Data entries:
+-------+

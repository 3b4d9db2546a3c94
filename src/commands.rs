use std::path::PathBuf;

use clap::{Parser, Subcommand};
use tokio::sync::broadcast;
use tokio::sync::broadcast::error::{RecvError, TryRecvError};
use tokio::task::JoinHandle;
use tracing::{error, info, warn};

use crate::core::error::{LauncherError, LauncherResult};
use crate::core::inject::platform_injector;
use crate::core::launch;
use crate::core::packages::PackageCatalog;
use crate::core::process::{
    ProcessTarget, ProcessTargetTracker, SystemProcessLocator, TrackerEvent,
};
use crate::core::state::{default_data_dir, AppState, InjectMode};
use crate::core::update::{UbermenuPreset, UpdateEvent};

#[derive(Parser, Debug)]
#[command(name = "tribes-launcher")]
#[command(about = "TAMods package updater and injector for Tribes: Ascend", long_about = None)]
pub struct Cli {
    /// Launcher data directory (settings, package state, installed files).
    #[arg(long, global = true)]
    data_dir: Option<PathBuf>,
    #[command(subcommand)]
    command: Commands,
}

#[derive(Subcommand, Debug)]
enum Commands {
    /// Show every known package and whether it needs work.
    Status,
    /// Install everything that is missing or out of date.
    Update,
    /// Install one package together with its missing dependencies.
    Install { id: String },
    /// Forget installed state and run a full update.
    Reinstall,
    /// Inject the TAMods DLL into a running game.
    Inject {
        /// Target process id.
        #[arg(long, conflicts_with = "name")]
        pid: Option<u32>,
        /// Target process image name.
        #[arg(long)]
        name: Option<String>,
        /// DLL to inject instead of the configured channel.
        #[arg(long)]
        module: Option<PathBuf>,
    },
    /// Watch for the game and report (or auto-inject on) start and exit.
    Watch {
        /// Inject after the configured delay even in manual mode.
        #[arg(long)]
        inject: bool,
    },
    /// Start the game, then watch it.
    Launch {
        #[arg(long)]
        inject: bool,
    },
    /// Opt the game config into the Ubermenu preset.
    SetupUbermenu,
    /// Print the active settings.
    Settings {
        /// Write them back to the settings file, filling in defaults.
        #[arg(long)]
        write: bool,
    },
}

impl Cli {
    pub async fn execute(self) -> LauncherResult<()> {
        let data_dir = self.data_dir.unwrap_or_else(default_data_dir);
        let state = AppState::new(data_dir)?;

        match self.command {
            Commands::Status => status(&state).await,
            Commands::Update => {
                let catalog = state.load_catalog().await?;
                run_update(&state, catalog, None).await
            }
            Commands::Install { id } => {
                let catalog = state.load_catalog().await?;
                run_update(&state, catalog, Some(id)).await
            }
            Commands::Reinstall => {
                state.reset_installed_state().await?;
                let catalog = state.load_catalog().await?;
                run_update(&state, catalog, None).await
            }
            Commands::Inject { pid, name, module } => inject(&state, pid, name, module).await,
            Commands::Watch { inject } => watch(&state, None, inject).await,
            Commands::Launch { inject } => {
                let settings = &state.launcher_settings;
                let pid = launch::launch_game(
                    &settings.game_path,
                    &settings.login_server_host,
                    &settings.custom_arguments,
                )?;
                println!("Launched game (pid {pid})");
                watch(&state, Some(pid), inject).await
            }
            Commands::SetupUbermenu => {
                let preset = UbermenuPreset::new(
                    &state.launcher_settings.config_dir,
                    &state.data_dir,
                );
                if preset.setup().await? {
                    println!("Ubermenu preset enabled in {}", preset.config_lua().display());
                } else {
                    println!("Ubermenu preset already enabled");
                }
                Ok(())
            }
            Commands::Settings { write } => {
                if write {
                    state.save_settings()?;
                    println!("Settings written to {}", state.settings_path().display());
                } else {
                    println!("{}", serde_json::to_string_pretty(&state.launcher_settings)?);
                }
                Ok(())
            }
        }
    }
}

async fn status(state: &AppState) -> LauncherResult<()> {
    if !state.update_server_reachable().await {
        warn!(
            "Update server {} is not answering",
            state.launcher_settings.update_url
        );
    }
    let catalog = state.load_catalog().await?;
    for package in catalog.packages() {
        let remote = package
            .remote()
            .map(|r| r.version.to_string())
            .unwrap_or_else(|| "-".into());
        let local = package
            .local()
            .map(|l| l.version.to_string())
            .unwrap_or_else(|| "-".into());
        let name = package
            .remote()
            .map(|r| r.display_name.as_str())
            .unwrap_or_else(|| package.id());
        println!(
            "{:<20} {:<28} remote {:<10} installed {:<10} {:?}",
            package.id(),
            name,
            remote,
            local,
            package.status()
        );
    }
    if catalog.update_required() {
        println!("Update required.");
    } else {
        println!("Up to date.");
    }
    Ok(())
}

async fn run_update(
    state: &AppState,
    catalog: PackageCatalog,
    install: Option<String>,
) -> LauncherResult<()> {
    let events = state.updater.subscribe();
    let task = match install {
        Some(id) => state.updater.spawn_install(catalog, id),
        None => state.updater.spawn_update(catalog),
    };
    follow_update(events, task, print_update_event).await
}

/// Feed update events to `on_event` until the task ends, then drain what
/// it published before finishing and return its result.
async fn follow_update(
    mut events: broadcast::Receiver<UpdateEvent>,
    mut task: JoinHandle<LauncherResult<()>>,
    mut on_event: impl FnMut(UpdateEvent),
) -> LauncherResult<()> {
    let joined = loop {
        tokio::select! {
            event = events.recv() => match event {
                Ok(event) => on_event(event),
                Err(RecvError::Lagged(_)) => {}
                Err(RecvError::Closed) => break (&mut task).await,
            },
            joined = &mut task => break joined,
        }
    };

    loop {
        match events.try_recv() {
            Ok(event) => on_event(event),
            Err(TryRecvError::Lagged(_)) => continue,
            Err(_) => break,
        }
    }

    joined.map_err(|e| LauncherError::Other(format!("update task failed: {e}")))?
}

fn print_update_event(event: UpdateEvent) {
    match event {
        UpdateEvent::PhaseChanged(phase) => info!("Phase: {}", phase),
        UpdateEvent::Progress(p) => info!("Progress: {:>3.0}%", p * 100.0),
        UpdateEvent::PresetPreservationFailed { message } => {
            warn!("Could not preserve Ubermenu config: {}", message)
        }
        UpdateEvent::Completed { installed } => {
            println!("Installed {} package(s)", installed.len());
        }
        // The error itself is returned to the caller.
        UpdateEvent::Failed { .. } => {}
    }
}

async fn inject(
    state: &AppState,
    pid: Option<u32>,
    name: Option<String>,
    module: Option<PathBuf>,
) -> LauncherResult<()> {
    let module = match module {
        Some(path) => path,
        None => state.module_path()?,
    };
    let target = match (pid, name) {
        (Some(pid), _) => ProcessTarget::ById(pid),
        (None, Some(name)) => ProcessTarget::ByName(name),
        (None, None) => state
            .launcher_settings
            .injection
            .process_target(None)
            .ok_or_else(|| LauncherError::Other("Specify --pid or --name".into()))?,
    };

    let injector = state.injector();
    let pid = tokio::task::spawn_blocking(move || {
        let mut locator = SystemProcessLocator::new();
        injector.inject(&mut locator, &target, &module)
    })
    .await
    .map_err(|e| LauncherError::Other(format!("injection task failed: {e}")))??;

    println!("Injected into pid {pid}");
    Ok(())
}

async fn watch(state: &AppState, launched_pid: Option<u32>, force_inject: bool) -> LauncherResult<()> {
    let injection = &state.launcher_settings.injection;
    let target = injection.process_target(launched_pid).ok_or_else(|| {
        LauncherError::Other("Process id detection needs a game started by this launcher".into())
    })?;
    let auto_inject = force_inject || injection.mode == InjectMode::Automatic;
    let delay = injection.auto_inject_delay();
    let module = state.module_path()?;
    let timeout = injection.timeout();

    let mut tracker = ProcessTargetTracker::new(SystemProcessLocator::new());
    tracker.set_target(target.clone());
    let handle = tracker.start(state.launcher_settings.poll_interval());
    let mut events = handle.subscribe();
    println!("Watching for {target} (Ctrl+C to stop)");

    loop {
        let event = tokio::select! {
            event = events.recv() => event,
            _ = tokio::signal::ctrl_c() => break,
        };

        match event {
            Ok(TrackerEvent::Appeared { name, pid }) => {
                println!("Game started: {name} (pid {pid})");
                if auto_inject {
                    tokio::time::sleep(delay).await;
                    let module = module.clone();
                    let outcome = tokio::task::spawn_blocking(move || {
                        platform_injector()
                            .with_timeout(timeout)
                            .inject_pid(pid, &module)
                    })
                    .await;
                    match outcome {
                        Ok(Ok(())) => println!("Injected into pid {pid}"),
                        Ok(Err(e)) => error!("Injection failed: {}", e),
                        Err(e) => error!("Injection task failed: {}", e),
                    }
                }
            }
            Ok(TrackerEvent::Disappeared { name, pid }) => {
                println!("Game exited: {name} (pid {pid})");
            }
            Ok(TrackerEvent::PollingError {
                message,
                recoverable,
            }) => {
                if !recoverable {
                    return Err(LauncherError::Other(format!("Process polling stopped: {message}")));
                }
                warn!("Process polling error: {}", message);
            }
            Err(RecvError::Lagged(_)) => continue,
            Err(RecvError::Closed) => break,
        }
    }

    Ok(())
}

+-------+

In the answer, the lines from the first line of the data above through the line containing "#[derive(Parser, Debug)]" must appear exactly as written, with nothing else.

repository 3b4d9db2546a3c94
filename src/commands.rs
use std::path::PathBuf;

use clap::{Parser, Subcommand};
use tokio::sync::broadcast;
use tokio::sync::broadcast::error::{RecvError, TryRecvError};
use tokio::task::JoinHandle;
use tracing::{error, info, warn};

use crate::core::error::{LauncherError, LauncherResult};
use crate::core::inject::platform_injector;
use crate::core::launch;
use crate::core::packages::PackageCatalog;
use crate::core::process::{
    ProcessTarget, ProcessTargetTracker, SystemProcessLocator, TrackerEvent,
};
use crate::core::state::{default_data_dir, AppState, InjectMode};
use crate::core::update::{UbermenuPreset, UpdateEvent};

#[derive(Parser, Debug)]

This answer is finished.